• Available data
=== Section Start ===

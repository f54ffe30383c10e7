use async_trait::async_trait;
use std::sync::atomic::{AtomicBool, AtomicUsize, Ordering};
use std::sync::{Arc, Mutex};
use std::time::Duration;
use stormforge_operator::{
    client::{parse_list, ExternalClient},
    connector::{ClientFactory, Connector},
    credentials::Credentials,
    error::{
        CommandError, ConnectError, CreateError, DeleteError, QueryError, ReconcileError,
        StoreError, UnreachableError, UpdateError,
    },
    external::DriftDetector,
    reconciler::{Cancellation, Canceller, Outcome, Reconciler},
    resource::{
        ConditionStatus, ConditionType, ConnectionDetails, DeletionPolicy, Manifest,
        ProviderConfig, ProviderConfigUsage, Secret, SecretReference, TestCase,
        TestCaseParameters, TestCaseStatus, FINALIZER,
    },
    store::{MemoryStore, ResourceStore},
    testcase::TestCaseReconciler,
    Operator, Settings,
};

const SECRET: &str = r#"
kind: Secret
metadata:
  name: stormforge
  namespace: crossplane-system
data:
  token: c2VjcmV0LXRva2Vu
"#;

const PROVIDER_CONFIG: &str = r#"
kind: ProviderConfig
metadata:
  name: default
spec:
  credentials:
    source: Secret
    secretRef:
      namespace: crossplane-system
      name: stormforge
      key: token
"#;

const BROKEN_PROVIDER_CONFIG: &str = r#"
kind: ProviderConfig
metadata:
  name: broken
spec:
  credentials:
    source: Secret
    secretRef:
      namespace: crossplane-system
      name: stormforge
      key: password
"#;

fn init() {
    let _ = env_logger::builder().is_test(true).try_init();
}

/// What the external system answers when listing test cases.
#[derive(Debug)]
enum Remote {
    TestCases(Vec<(String, String)>),
    Raw(&'static [u8]),
}

impl Remote {
    fn output(&self, organization: &str) -> Vec<u8> {
        match self {
            Self::TestCases(test_cases) => {
                let data: Vec<_> = test_cases
                    .iter()
                    .filter(|(org, _)| org == organization)
                    .enumerate()
                    .map(|(id, (_, name))| {
                        serde_json::json!({
                            "id": id.to_string(),
                            "attributes": { "name": name, "scope": organization },
                        })
                    })
                    .collect();
                serde_json::to_vec(&serde_json::json!({ "data": data })).unwrap()
            }
            Self::Raw(output) => output.to_vec(),
        }
    }
}

#[derive(Debug)]
struct Forge {
    remote: Mutex<Remote>,
    unhealthy: AtomicBool,
    fail_create: AtomicBool,
    support_delete: AtomicBool,
    support_update: AtomicBool,
    cancel_on_observe: Mutex<Option<Canceller>>,
    clients: AtomicUsize,
    tokens: Mutex<Vec<Vec<u8>>>,
    queries: AtomicUsize,
    creates: Mutex<Vec<(String, String, Option<String>)>>,
    updates: AtomicUsize,
    deletes: AtomicUsize,
}

impl Default for Forge {
    fn default() -> Self {
        Self {
            remote: Mutex::new(Remote::TestCases(vec![])),
            unhealthy: Default::default(),
            fail_create: Default::default(),
            support_delete: Default::default(),
            support_update: Default::default(),
            cancel_on_observe: Default::default(),
            clients: Default::default(),
            tokens: Default::default(),
            queries: Default::default(),
            creates: Default::default(),
            updates: Default::default(),
            deletes: Default::default(),
        }
    }
}

impl Forge {
    fn with_test_case(organization: &str, name: &str) -> Self {
        let forge = Self::default();
        *forge.remote.lock().unwrap() =
            Remote::TestCases(vec![(organization.to_string(), name.to_string())]);
        forge
    }

    fn creates(&self) -> Vec<(String, String, Option<String>)> {
        self.creates.lock().unwrap().clone()
    }
}

#[derive(Debug)]
struct FakeClient(Arc<Forge>);

#[async_trait]
impl ExternalClient for FakeClient {
    async fn health_check(&self) -> Result<(), UnreachableError> {
        if self.0.unhealthy.load(Ordering::SeqCst) {
            return Err(UnreachableError(CommandError::Spawn(std::io::Error::new(
                std::io::ErrorKind::NotFound,
                "forge not found",
            ))));
        }
        Ok(())
    }

    async fn exists(&self, organization: &str, name: &str) -> Result<bool, QueryError> {
        self.0.queries.fetch_add(1, Ordering::SeqCst);
        if let Some(canceller) = self.0.cancel_on_observe.lock().unwrap().take() {
            canceller.cancel();
        }
        let output = self.0.remote.lock().unwrap().output(organization);
        Ok(parse_list(&output)?.contains(name))
    }

    async fn create(
        &self,
        organization: &str,
        name: &str,
        definition: Option<&str>,
    ) -> Result<(), CreateError> {
        self.0.creates.lock().unwrap().push((
            organization.to_string(),
            name.to_string(),
            definition.map(ToString::to_string),
        ));
        if self.0.fail_create.load(Ordering::SeqCst) {
            return Err(CreateError::Command(CommandError::Timeout(
                Duration::from_secs(60),
            )));
        }
        if let Remote::TestCases(test_cases) = &mut *self.0.remote.lock().unwrap() {
            test_cases.push((organization.to_string(), name.to_string()));
        }
        Ok(())
    }

    async fn update(
        &self,
        _organization: &str,
        _name: &str,
        _definition: Option<&str>,
    ) -> Result<(), UpdateError> {
        self.0.updates.fetch_add(1, Ordering::SeqCst);
        if !self.0.support_update.load(Ordering::SeqCst) {
            return Err(UpdateError::Unsupported);
        }
        Ok(())
    }

    async fn delete(&self, organization: &str, name: &str) -> Result<(), DeleteError> {
        self.0.deletes.fetch_add(1, Ordering::SeqCst);
        if !self.0.support_delete.load(Ordering::SeqCst) {
            return Err(DeleteError::Unsupported);
        }
        if let Remote::TestCases(test_cases) = &mut *self.0.remote.lock().unwrap() {
            test_cases.retain(|(org, n)| !(org == organization && n == name));
        }
        Ok(())
    }
}

struct FakeFactory(Arc<Forge>);

impl ClientFactory for FakeFactory {
    fn new_client(&self, credentials: Credentials) -> anyhow::Result<Box<dyn ExternalClient>> {
        self.0.clients.fetch_add(1, Ordering::SeqCst);
        self.0
            .tokens
            .lock()
            .unwrap()
            .push(credentials.expose().to_vec());
        Ok(Box::new(FakeClient(self.0.clone())))
    }
}

/// Reports every existing test case as changed.
#[derive(Debug)]
struct Stale;

impl DriftDetector for Stale {
    fn is_up_to_date(&self, _: &TestCase) -> bool {
        false
    }
}

/// A store refusing to track provider config usage.
struct NoTracking(MemoryStore);

#[async_trait]
impl ResourceStore for NoTracking {
    async fn list_test_cases(&self) -> Result<Vec<TestCase>, StoreError> {
        self.0.list_test_cases().await
    }

    async fn get_test_case(&self, name: &str) -> Result<Option<TestCase>, StoreError> {
        self.0.get_test_case(name).await
    }

    async fn get_provider_config(&self, name: &str) -> Result<Option<ProviderConfig>, StoreError> {
        self.0.get_provider_config(name).await
    }

    async fn get_secret(&self, namespace: &str, name: &str) -> Result<Option<Secret>, StoreError> {
        self.0.get_secret(namespace, name).await
    }

    async fn track_usage(&self, _: ProviderConfigUsage) -> Result<(), StoreError> {
        Err(StoreError::Unavailable("read only".into()))
    }

    async fn update_status(&self, name: &str, status: TestCaseStatus) -> Result<(), StoreError> {
        self.0.update_status(name, status).await
    }

    async fn update_finalizers(
        &self,
        name: &str,
        finalizers: Vec<String>,
    ) -> Result<(), StoreError> {
        self.0.update_finalizers(name, finalizers).await
    }

    async fn publish_connection_details(
        &self,
        target: &SecretReference,
        details: &ConnectionDetails,
    ) -> Result<(), StoreError> {
        self.0.publish_connection_details(target, details).await
    }

    async fn unpublish_connection_details(
        &self,
        target: &SecretReference,
    ) -> Result<(), StoreError> {
        self.0.unpublish_connection_details(target).await
    }
}

struct Harness {
    store: MemoryStore,
    forge: Arc<Forge>,
    reconciler: TestCaseReconciler,
}

impl Harness {
    async fn new(forge: Forge) -> Self {
        let store = seeded_store().await;
        Self::with_store(store.clone(), Arc::new(store), forge)
    }

    async fn with_drift(forge: Forge, drift: Arc<dyn DriftDetector>) -> Self {
        let store = seeded_store().await;
        Self::build(store.clone(), Arc::new(store), forge, Some(drift))
    }

    fn with_store(store: MemoryStore, resources: Arc<dyn ResourceStore>, forge: Forge) -> Self {
        Self::build(store, resources, forge, None)
    }

    fn build(
        store: MemoryStore,
        resources: Arc<dyn ResourceStore>,
        forge: Forge,
        drift: Option<Arc<dyn DriftDetector>>,
    ) -> Self {
        init();
        let forge = Arc::new(forge);
        let mut connector =
            Connector::new(resources.clone(), Arc::new(FakeFactory(forge.clone())));
        if let Some(drift) = drift {
            connector = connector.drift_detector(drift);
        }
        Self {
            store,
            forge,
            reconciler: TestCaseReconciler::new(resources, connector),
        }
    }

    async fn apply(&self, test_case: TestCase) {
        self.store.apply(Manifest::TestCase(test_case)).await;
    }

    async fn get(&self, name: &str) -> Option<TestCase> {
        self.store.get_test_case(name).await.unwrap()
    }

    async fn pass(&self, name: &str) -> Result<Outcome, ReconcileError> {
        self.pass_with(name, &Cancellation::never()).await
    }

    async fn pass_with(
        &self,
        name: &str,
        cancellation: &Cancellation,
    ) -> Result<Outcome, ReconcileError> {
        let test_case = self.get(name).await.expect("test case must exist");
        self.reconciler.changed(&test_case, cancellation).await
    }
}

async fn seeded_store() -> MemoryStore {
    let store = MemoryStore::new();
    for yaml in [SECRET, PROVIDER_CONFIG, BROKEN_PROVIDER_CONFIG] {
        store.apply(serde_yaml::from_str(yaml).unwrap()).await;
    }
    store
}

fn test_case(name: &str) -> TestCase {
    TestCase::new(name, TestCaseParameters::new("acme", name))
}

fn reason(test_case: &TestCase, r#type: ConditionType) -> (ConditionStatus, String) {
    let condition = test_case
        .status
        .condition(r#type)
        .unwrap_or_else(|| panic!("missing condition {:?}", r#type));
    (condition.status, condition.reason.clone())
}

#[tokio::test]
async fn test_create_absent() {
    let harness = Harness::new(Forge::default()).await;
    harness.apply(test_case("load-1")).await;

    let outcome = harness.pass("load-1").await.unwrap();
    assert_eq!(outcome, Outcome::Retry);

    assert_eq!(harness.forge.queries.load(Ordering::SeqCst), 1);
    assert_eq!(
        harness.forge.creates(),
        vec![("acme".to_string(), "load-1".to_string(), None)]
    );
    assert_eq!(harness.forge.deletes.load(Ordering::SeqCst), 0);
    assert_eq!(
        harness.forge.tokens.lock().unwrap().clone(),
        vec![b"secret-token".to_vec()]
    );

    let tc = harness.get("load-1").await.unwrap();
    assert!(tc.metadata.finalizers.contains(&FINALIZER.to_string()));
    assert!(!tc.status.at_provider.exists);
    assert_eq!(
        reason(&tc, ConditionType::Ready),
        (ConditionStatus::False, "Creating".into())
    );
    assert_eq!(
        reason(&tc, ConditionType::Synced),
        (ConditionStatus::True, "ReconcileSuccess".into())
    );
    assert_eq!(
        harness.store.usages().await,
        vec![ProviderConfigUsage {
            provider_config: "default".into(),
            resource: "load-1".into(),
        }]
    );
}

#[tokio::test]
async fn test_create_then_available() {
    let harness = Harness::new(Forge::default()).await;
    let mut tc = test_case("load-1");
    tc.spec.for_provider.test_case_file = Some("tests/load.mjs".into());
    harness.apply(tc).await;

    assert_eq!(harness.pass("load-1").await.unwrap(), Outcome::Retry);
    assert_eq!(harness.pass("load-1").await.unwrap(), Outcome::Complete);

    // created exactly once, with the definition of the test case
    assert_eq!(
        harness.forge.creates(),
        vec![(
            "acme".to_string(),
            "load-1".to_string(),
            Some("tests/load.mjs".to_string())
        )]
    );

    let tc = harness.get("load-1").await.unwrap();
    assert!(tc.status.at_provider.exists);
    assert_eq!(
        reason(&tc, ConditionType::Ready),
        (ConditionStatus::True, "Available".into())
    );
}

=== Section End ===

• Your instructions
Copy out every line above where "namespace" is present.

• Solved exercise
  namespace: crossplane-system
      namespace: crossplane-system
      namespace: crossplane-system
    async fn get_secret(&self, namespace: &str, name: &str) -> Result<Option<Secret>, StoreError> {
        self.0.get_secret(namespace, name).await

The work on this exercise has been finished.